Après 70 ans de carrière, la voix rauque de Jeanne Moreau s’est tue ce 31 juillet 2017, quittant le 7e art pour rejoindre le 7e ciel. Mais plus qu’une voix, l’actrice incarnait une icône absolue du cinéma français, européen et international, une muse pour des réalisateurs éperdus par son charisme et son amour absolu de la liberté.
Jules, Jim… et Jeanne
Rejetée par son père quand elle lui avoua sa vocation de comédienne, Jeanne Moreau n’aura eu de cesse de vivre comme elle l’entendait. Un trait de caractère que l’on retrouve sans aucun doute dans cette faculté exceptionnelle à se dissimuler derrière ces personnages de femmes fortes, amoureuses, passionnées. Elle commence par se faire remarquer à 19 ans, au théâtre, en tant que pensionnaire de la Comédie-Française. Elle monte sur les planches du tout premier festival d’Avignon, en 1947, dirigée par Jean Vilar. Puis ce sera l’exploration des plateaux de cinéma. Un certain Orson Welles (qui deviendra son ami) la remarque très tôt. Mais il faudra attendre Le Procès en 1962 pour les voir collaborer de part et d’autre de la caméra. Entre temps, elle aura irradié le grand écran auprès de grands réalisateurs : Jacques Becker dans Touchez pas au grisbi en 1953, Jean Dréville dans le rôle-titre de La Reine Margot en 1954, Louis Malle dans Ascenseur pour l’échafaud en 1957 (sur une fantastique BO signée Miles Davis) ou Les Amants, et bien évidemment François Truffaut et ses 400 coups ou le trio amoureux de Jules et Jim en 1962 où elle entonne le célèbre Tourbillon de la vie. Le tournant de sa carrière !
La classe de Jeanne
Devenue star intouchable, Jeanne Moreau traverse avec aisance les décennies et les rôles de femmes de plus en plus fortes, mais toujours tourmentées. En égérie fidèle et talentueuse, elle retrouvera régulièrement les réalisateurs qu’elle aime et qui ont façonné sa carrière : Welles dans Falstaff et Une histoire immortelle, Malle dans l’enchanteur Viva Maria ! et Truffaut, encore et toujours, dans La Mariée était en noir.

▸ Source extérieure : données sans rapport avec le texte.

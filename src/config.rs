//! Configuration for the resampling pipeline.
//!
//! The numbers that drive the math (sample density, segment count, tolerance)
//! are kept apart from the numbers that only matter for showing the result
//! (scale, offset, viewport). Both are passed explicitly, there is no global state.

use core::fmt::Debug;

use super::*;

/// Parameters of sampling and arc length segmentation.
#[derive(Copy, Clone, Debug, PartialEq)]
pub struct SegmentationConfig<S> {
    /// Arc length slack within which a breakpoint snaps onto a polyline vertex.
    pub tolerance: S,
    /// Number of equal arc length pieces, the output has one more breakpoint.
    pub segment_count: usize,
    /// Number of parametric steps over [0, 1], the sample has one more point.
    pub sample_steps: usize,
}

impl<S> SegmentationConfig<S>
where
    S: Float + Debug,
{
    pub fn new(segment_count: usize, tolerance: S, sample_steps: usize) -> Self {
        SegmentationConfig {
            tolerance,
            segment_count,
            sample_steps,
        }
    }

    /// Checks every parameter without touching a curve.
    pub fn validate(&self) -> Result<(), ResampleError> {
        self.segmenter().map(|_| ())
    }

    /// Returns the segmenter described by this configuration.
    pub fn segmenter(&self) -> Result<ArcLengthSegmenter<S>, ResampleError> {
        if self.sample_steps < 1 {
            return Err(ResampleError::InvalidSampleCount);
        }
        ArcLengthSegmenter::new(self.segment_count, self.tolerance)
    }
}

impl<S> Default for SegmentationConfig<S>
where
    S: Float + Debug,
{
    /// 10 pieces, a tolerance of 1e-3 and 200 sample steps.
    fn default() -> Self {
        SegmentationConfig {
            tolerance: float_to_scalar(1e-3),
            segment_count: 10,
            sample_steps: 200,
        }
    }
}

/// Size of the drawing surface in pixels.
#[derive(Copy, Clone, Debug, PartialEq, Eq)]
pub struct Viewport {
    pub width: u32,
    pub height: u32,
}

impl Default for Viewport {
    fn default() -> Self {
        Viewport {
            width: 1280,
            height: 720,
        }
    }
}

/// Where sampled points end up on a drawing surface.
#[derive(Copy, Clone, Debug, PartialEq)]
pub struct PresentationConfig<P> {
    pub scale: P,
    pub offset: P,
    pub viewport: Viewport,
}

impl<P> PresentationConfig<P>
where
    P: Point,
{
    /// The map from curve space into presentation space.
    pub fn transform(&self) -> Affine<P> {
        Affine::new(self.scale, self.offset)
    }
}

impl<T> Default for PresentationConfig<PointN<T, 2>>
where
    T: Float + Default + Debug,
{
    /// Unit curves scaled by 300 and moved to (400, 300) on a 1280x720 surface.
    fn default() -> Self {
        PresentationConfig {
            scale: PointN::new([float_to_scalar(300.0), float_to_scalar(300.0)]),
            offset: PointN::new([float_to_scalar(400.0), float_to_scalar(300.0)]),
            viewport: Viewport::default(),
        }
    }
}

Mais elle s’abandonne également à d’autres metteurs en scène qui projettent sur elle d’autres fantasmes : des Valseuses de Bertrand Blier en 1974 à Cet amour-là de Josée Dayan en 2002, en passant par Monsieur Klein de Joseph Losey en 1976 ou Un amour de sorcière de René Manzor en 1997. On la retrouve également dans le cinéma exigeant de Fassbinder, à l’affiche de sa Querelle, en 1982. Elle accompagne le jeune Luc Besson lors de sa toute première incursion dans le monde du cinéma, dans son très bon Nikita, en 1990. Deux ans plus tard, elle glane son premier César pour son rôle dans La Vieille qui marchait dans la mer, aux côtés de Michel Serrault.
Que celle qui avait « la mémoire qui flanche » parte en paix, nous ne l’oublierons pas…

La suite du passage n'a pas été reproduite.